## PROBLEM TO WORK ON
The expected output is each line below containing "rmcp", copied in full.

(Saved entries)
§ §
//! Permission gating for tool execution.
//!
//! Tool calls pass through an ordered rule list before they run. Each rule
//! names a tool category, a pattern, and a decision; the first rule whose
//! category and pattern both match the call's target wins. Unmatched calls
//! fall back to the category default (Read → Allow, Edit → Ask, Bash → Ask,
//! ExternalDirectory → Deny, McpTools → Allow).
//!
//! `Ask` decisions are resolved by an injected [`HumanConfirmer`]; when no
//! confirmer is attached, `Ask` collapses to `Deny`.
//!
//! # Example
//!
//! ```rust
//! use cadence_core::permission::{Decision, PermissionEvaluator, PermissionRule, Verdict};
//! use cadence_core::ToolCategory;
//!
//! let evaluator = PermissionEvaluator::new(vec![
//!     PermissionRule::new(ToolCategory::Edit, "src/**/*.rs", Decision::Allow),
//!     PermissionRule::new(ToolCategory::Bash, r"^git (status|diff)\b", Decision::Allow),
//! ])
//! .unwrap();
//!
//! assert!(matches!(
//!     evaluator.evaluate(ToolCategory::Edit, "src/main.rs"),
//!     Verdict::Allow
//! ));
//! assert!(matches!(
//!     evaluator.evaluate(ToolCategory::Bash, "rm -rf /"),
//!     Verdict::Ask { .. }
//! ));
//! ```

mod evaluator;
mod rule;

pub use evaluator::{
    permission_target, ConfirmationRequest, GateDecision, HumanConfirmer, PermissionEvaluator,
    PermissionGate, Verdict,
};
pub use rule::{Decision, PermissionError, PermissionRule};
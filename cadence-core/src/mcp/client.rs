//! MCP client for one plugin
//!
//! A [`PluginClient`] wraps one MCP session (a spawned subprocess or a
//! streamable-HTTP connection). The session opens on first use; calls that
//! race on a cold client take the write lock once and everyone else reads
//! the established session.

use std::collections::HashMap;

use rmcp::service::RunningService;
use rmcp::transport::streamable_http_client::{
    StreamableHttpClientTransport, StreamableHttpClientTransportConfig,
};
use rmcp::transport::TokioChildProcess;
use rmcp::{model::CallToolRequestParam, RoleClient, ServiceExt};
use tokio::process::Command;
use tokio::sync::{RwLock, RwLockReadGuard};

use reqwest::header::{HeaderMap, HeaderName, HeaderValue};

use super::config::{PluginConfig, PluginTransport};
use super::McpError;

type Session = RunningService<RoleClient, ()>;

/// A tool schema discovered from a plugin's `list_tools` handshake
#[derive(Debug, Clone)]
pub struct DiscoveredTool {
    pub name: String,
    pub description: String,
    pub input_schema: serde_json::Value,
}

impl From<rmcp::model::Tool> for DiscoveredTool {
    fn from(tool: rmcp::model::Tool) -> Self {
        Self {
            name: tool.name.to_string(),
            description: tool.description.unwrap_or_default().to_string(),
            input_schema: serde_json::Value::Object((*tool.input_schema).clone()),
        }
    }
}

/// Client for one plugin process or HTTP session
pub struct PluginClient {
    name: String,
    transport: PluginTransport,
    session: RwLock<Option<Session>>,
}

impl PluginClient {
    pub fn new(config: PluginConfig) -> Self {
        Self {
            name: config.name,
            transport: config.transport,
            session: RwLock::new(None),
        }
    }

    pub fn name(&self) -> &str {
        &self.name
    }

    /// Open the session now instead of on first use. Idempotent.
    pub async fn connect(&self) -> Result<(), McpError> {
        self.session().await.map(drop)
    }

    /// Discover the plugin's tool schemas
    pub async fn list_tools(&self) -> Result<Vec<DiscoveredTool>, McpError> {
        let session = self.session().await?;
        let listing = require(&session, &self.name)?
            .list_tools(Default::default())
            .await
            .map_err(|e| McpError::Protocol(format!("list_tools failed: {e}")))?;

        Ok(listing.tools.into_iter().map(DiscoveredTool::from).collect())
    }

    /// Call a tool on the plugin
    pub async fn call_tool(
        &self,
        name: &str,
        arguments: serde_json::Value,
    ) -> Result<serde_json::Value, McpError> {
        let request = CallToolRequestParam {
            name: name.to_string().into(),
            arguments: arguments.as_object().cloned(),
        };

        let session = self.session().await?;
        let outcome = require(&session, &self.name)?
            .call_tool(request)
            .await
            .map_err(|e| McpError::ToolExecution(format!("tool call failed: {e}")))?;

        serde_json::to_value(outcome).map_err(McpError::Json)
    }

    /// Shut the session down.
    ///
    /// Stdio subprocesses are terminated; a later call re-opens the session.
    pub async fn disconnect(&self) -> Result<(), McpError> {
        let Some(session) = self.session.write().await.take() else {
            return Ok(());
        };
        session.cancel().await.map_err(|e| {
            McpError::Connection(format!("plugin '{}': shutdown failed: {e}", self.name))
        })?;
        tracing::info!(plugin = %self.name, "plugin session closed");
        Ok(())
    }

    /// Read guard over the live session, establishing it first when cold.
    ///
    /// Double-checked: the common path is a plain read; only a cold (or
    /// concurrently closed) client pays for the write lock, which is then
    /// downgraded so racing callers proceed together.
    async fn session(&self) -> Result<RwLockReadGuard<'_, Option<Session>>, McpError> {
        let guard = self.session.read().await;
        if guard.is_some() {
            return Ok(guard);
        }
        drop(guard);

        let mut guard = self.session.write().await;
        if guard.is_none() {
            *guard = Some(open_session(&self.name, &self.transport).await?);
            tracing::info!(plugin = %self.name, "plugin session established");
        }
        Ok(guard.downgrade())
    }
}

fn require<'a>(
    slot: &'a Option<Session>,
    plugin: &str,
) -> Result<&'a Session, McpError> {
    slot.as_ref()
        .ok_or_else(|| McpError::Connection(format!("plugin '{plugin}' session was closed")))
}

/// Open a session over the configured transport
async fn open_session(name: &str, transport: &PluginTransport) -> Result<Session, McpError> {
    match transport {
        PluginTransport::Stdio { command, args, env } => {
            let mut launch = Command::new(command);
            launch.args(args).envs(env);

            let child = TokioChildProcess::new(launch).map_err(|e| {
                McpError::Transport(format!("plugin '{name}': failed to spawn '{command}': {e}"))
            })?;
            ().serve(child).await.map_err(|e| {
                McpError::Connection(format!("plugin '{name}': stdio handshake failed: {e}"))
            })
        }
        PluginTransport::Http { url, headers } => {
            let transport = StreamableHttpClientTransport::with_client(
                http_client_with(headers)?,
                StreamableHttpClientTransportConfig::with_uri(url.clone()),
            );
            ().serve(transport).await.map_err(|e| {
                McpError::Connection(format!("plugin '{name}': HTTP handshake failed: {e}"))
            })
        }
    }
}

/// An HTTP client carrying the configured headers on every request
fn http_client_with(headers: &HashMap<String, String>) -> Result<reqwest::Client, McpError> {
    let mut defaults = HeaderMap::with_capacity(headers.len());
    for (key, value) in headers {
        let parsed_key: HeaderName = key
            .parse()
            .map_err(|e| McpError::Config(format!("invalid header name '{key}': {e}")))?;
        let parsed_value: HeaderValue = value
            .parse()
            .map_err(|e| McpError::Config(format!("invalid header value for '{key}': {e}")))?;
        defaults.insert(parsed_key, parsed_value);
    }

    reqwest::Client::builder()
        .default_headers(defaults)
        .build()
        .map_err(|e| McpError::Transport(format!("HTTP client construction failed: {e}")))
}

#[cfg(test)]
mod tests {
    use super::*;
    use std::time::Duration;

    fn stdio_config(name: &str, command: &str) -> PluginConfig {
        PluginConfig {
            name: name.to_string(),
            transport: PluginTransport::Stdio {
                command: command.to_string(),
                args: vec![],
                env: HashMap::new(),
            },
            timeout: Duration::from_secs(30),
            excluded: false,
        }
    }

    #[test]
    fn test_client_creation() {
        let client = PluginClient::new(stdio_config("test-plugin", "echo"));
        assert_eq!(client.name(), "test-plugin");
    }

    #[tokio::test]
    async fn test_session_is_lazy() {
        let client = PluginClient::new(stdio_config("test", "echo"));
        assert!(client.session.read().await.is_none());
    }

    #[tokio::test]
    async fn test_connect_failure_on_missing_command() {
        let client = PluginClient::new(stdio_config("ghost", "/nonexistent/command"));
        let err = client.connect().await.unwrap_err();
        assert!(matches!(err, McpError::Transport(_)));
    }

    #[tokio::test]
    async fn test_disconnect_is_idempotent() {
        let client = PluginClient::new(stdio_config("test", "echo"));
        assert!(client.disconnect().await.is_ok());
        assert!(client.disconnect().await.is_ok());
    }

    #[tokio::test]
    async fn test_invalid_http_header_rejected() {
        let mut headers = HashMap::new();
        headers.insert("Bad Header".to_string(), "value".to_string());

        let client = PluginClient::new(PluginConfig {
            name: "bad-headers".to_string(),
            transport: PluginTransport::Http {
                url: "https://example.com/mcp".to_string(),
                headers,
            },
            timeout: Duration::from_secs(30),
            excluded: false,
        });

        let err = client.connect().await.unwrap_err();
        assert!(matches!(err, McpError::Config(_)));
    }

    #[test]
    fn test_http_header_parsing() {
        let mut headers = HashMap::new();
        headers.insert("Authorization".to_string(), "Bearer token".to_string());
        assert!(http_client_with(&headers).is_ok());

        headers.insert("X-Bad".to_string(), "line\nbreak".to_string());
        assert!(matches!(
            http_client_with(&headers),
            Err(McpError::Config(_))
        ));
    }
}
§ §
## TASK RESPONSE
use rmcp::service::RunningService;
use rmcp::transport::streamable_http_client::{
use rmcp::transport::TokioChildProcess;
use rmcp::{model::CallToolRequestParam, RoleClient, ServiceExt};
impl From<rmcp::model::Tool> for DiscoveredTool {
    fn from(tool: rmcp::model::Tool) -> Self {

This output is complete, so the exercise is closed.